Both the line with "trunk VLANs as" and the line with "let line = line.trim_end();" in the records below must appear in the output, along with every line between them, exactly and with nothing added.

§ **DATA FOR PROCESSING**

──────────

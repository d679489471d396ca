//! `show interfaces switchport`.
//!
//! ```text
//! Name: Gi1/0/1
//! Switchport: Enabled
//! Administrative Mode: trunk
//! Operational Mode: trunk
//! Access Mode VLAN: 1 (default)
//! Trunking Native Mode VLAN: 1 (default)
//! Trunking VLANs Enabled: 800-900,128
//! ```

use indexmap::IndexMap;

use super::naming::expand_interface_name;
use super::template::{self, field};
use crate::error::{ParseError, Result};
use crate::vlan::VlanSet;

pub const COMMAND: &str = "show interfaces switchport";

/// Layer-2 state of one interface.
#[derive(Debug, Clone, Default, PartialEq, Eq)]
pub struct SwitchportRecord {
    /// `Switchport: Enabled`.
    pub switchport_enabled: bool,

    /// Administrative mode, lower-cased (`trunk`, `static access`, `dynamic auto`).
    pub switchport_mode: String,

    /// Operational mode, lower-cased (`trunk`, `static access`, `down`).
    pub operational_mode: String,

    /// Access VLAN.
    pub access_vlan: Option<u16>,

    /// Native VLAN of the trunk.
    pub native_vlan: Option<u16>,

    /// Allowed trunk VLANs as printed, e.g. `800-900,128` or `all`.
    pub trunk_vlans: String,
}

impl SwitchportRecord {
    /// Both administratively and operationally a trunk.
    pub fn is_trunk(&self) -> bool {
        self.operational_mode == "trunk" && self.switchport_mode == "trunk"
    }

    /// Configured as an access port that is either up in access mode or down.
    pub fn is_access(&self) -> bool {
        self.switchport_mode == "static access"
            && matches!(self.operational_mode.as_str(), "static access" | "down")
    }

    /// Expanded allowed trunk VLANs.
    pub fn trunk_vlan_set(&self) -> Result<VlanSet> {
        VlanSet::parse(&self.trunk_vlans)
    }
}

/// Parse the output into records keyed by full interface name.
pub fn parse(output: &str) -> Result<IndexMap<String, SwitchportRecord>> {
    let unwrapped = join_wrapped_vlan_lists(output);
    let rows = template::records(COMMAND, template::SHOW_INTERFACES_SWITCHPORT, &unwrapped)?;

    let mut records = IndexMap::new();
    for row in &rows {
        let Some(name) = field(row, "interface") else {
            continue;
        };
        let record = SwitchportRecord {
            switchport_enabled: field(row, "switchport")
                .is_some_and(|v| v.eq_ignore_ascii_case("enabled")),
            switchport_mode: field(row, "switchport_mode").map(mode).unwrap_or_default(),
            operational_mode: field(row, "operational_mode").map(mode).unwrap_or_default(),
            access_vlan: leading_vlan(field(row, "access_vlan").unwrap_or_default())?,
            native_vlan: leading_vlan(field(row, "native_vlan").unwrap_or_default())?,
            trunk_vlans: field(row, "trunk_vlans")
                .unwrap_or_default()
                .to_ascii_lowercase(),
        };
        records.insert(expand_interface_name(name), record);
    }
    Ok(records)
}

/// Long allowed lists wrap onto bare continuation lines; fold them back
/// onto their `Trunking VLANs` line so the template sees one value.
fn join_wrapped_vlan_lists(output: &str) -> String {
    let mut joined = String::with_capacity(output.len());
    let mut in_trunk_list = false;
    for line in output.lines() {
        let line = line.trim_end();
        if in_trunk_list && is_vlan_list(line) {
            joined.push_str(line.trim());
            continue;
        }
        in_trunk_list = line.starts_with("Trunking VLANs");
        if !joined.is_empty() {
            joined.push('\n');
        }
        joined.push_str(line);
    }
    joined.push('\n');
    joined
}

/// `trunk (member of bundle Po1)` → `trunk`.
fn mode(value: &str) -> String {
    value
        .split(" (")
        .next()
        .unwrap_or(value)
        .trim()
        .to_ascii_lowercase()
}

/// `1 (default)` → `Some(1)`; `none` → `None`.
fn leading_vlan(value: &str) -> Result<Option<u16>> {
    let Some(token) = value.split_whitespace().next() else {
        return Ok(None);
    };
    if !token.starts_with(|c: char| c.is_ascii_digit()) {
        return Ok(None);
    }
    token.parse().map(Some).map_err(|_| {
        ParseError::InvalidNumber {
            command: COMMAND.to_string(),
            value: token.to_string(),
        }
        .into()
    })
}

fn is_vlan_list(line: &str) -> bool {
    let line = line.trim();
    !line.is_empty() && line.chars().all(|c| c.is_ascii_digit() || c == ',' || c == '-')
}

──────────

§ **ANSWER SECTION**
    /// Allowed trunk VLANs as printed, e.g. `800-900,128` or `all`.
    pub trunk_vlans: String,
}

impl SwitchportRecord {
    /// Both administratively and operationally a trunk.
    pub fn is_trunk(&self) -> bool {
        self.operational_mode == "trunk" && self.switchport_mode == "trunk"
    }

    /// Configured as an access port that is either up in access mode or down.
    pub fn is_access(&self) -> bool {
        self.switchport_mode == "static access"
            && matches!(self.operational_mode.as_str(), "static access" | "down")
    }

    /// Expanded allowed trunk VLANs.
    pub fn trunk_vlan_set(&self) -> Result<VlanSet> {
        VlanSet::parse(&self.trunk_vlans)
    }
}

/// Parse the output into records keyed by full interface name.
pub fn parse(output: &str) -> Result<IndexMap<String, SwitchportRecord>> {
    let unwrapped = join_wrapped_vlan_lists(output);
    let rows = template::records(COMMAND, template::SHOW_INTERFACES_SWITCHPORT, &unwrapped)?;

    let mut records = IndexMap::new();
    for row in &rows {
        let Some(name) = field(row, "interface") else {
            continue;
        };
        let record = SwitchportRecord {
            switchport_enabled: field(row, "switchport")
                .is_some_and(|v| v.eq_ignore_ascii_case("enabled")),
            switchport_mode: field(row, "switchport_mode").map(mode).unwrap_or_default(),
            operational_mode: field(row, "operational_mode").map(mode).unwrap_or_default(),
            access_vlan: leading_vlan(field(row, "access_vlan").unwrap_or_default())?,
            native_vlan: leading_vlan(field(row, "native_vlan").unwrap_or_default())?,
            trunk_vlans: field(row, "trunk_vlans")
                .unwrap_or_default()
                .to_ascii_lowercase(),
        };
        records.insert(expand_interface_name(name), record);
    }
    Ok(records)
}

/// Long allowed lists wrap onto bare continuation lines; fold them back
/// onto their `Trunking VLANs` line so the template sees one value.
fn join_wrapped_vlan_lists(output: &str) -> String {
    let mut joined = String::with_capacity(output.len());
    let mut in_trunk_list = false;
    for line in output.lines() {
        let line = line.trim_end();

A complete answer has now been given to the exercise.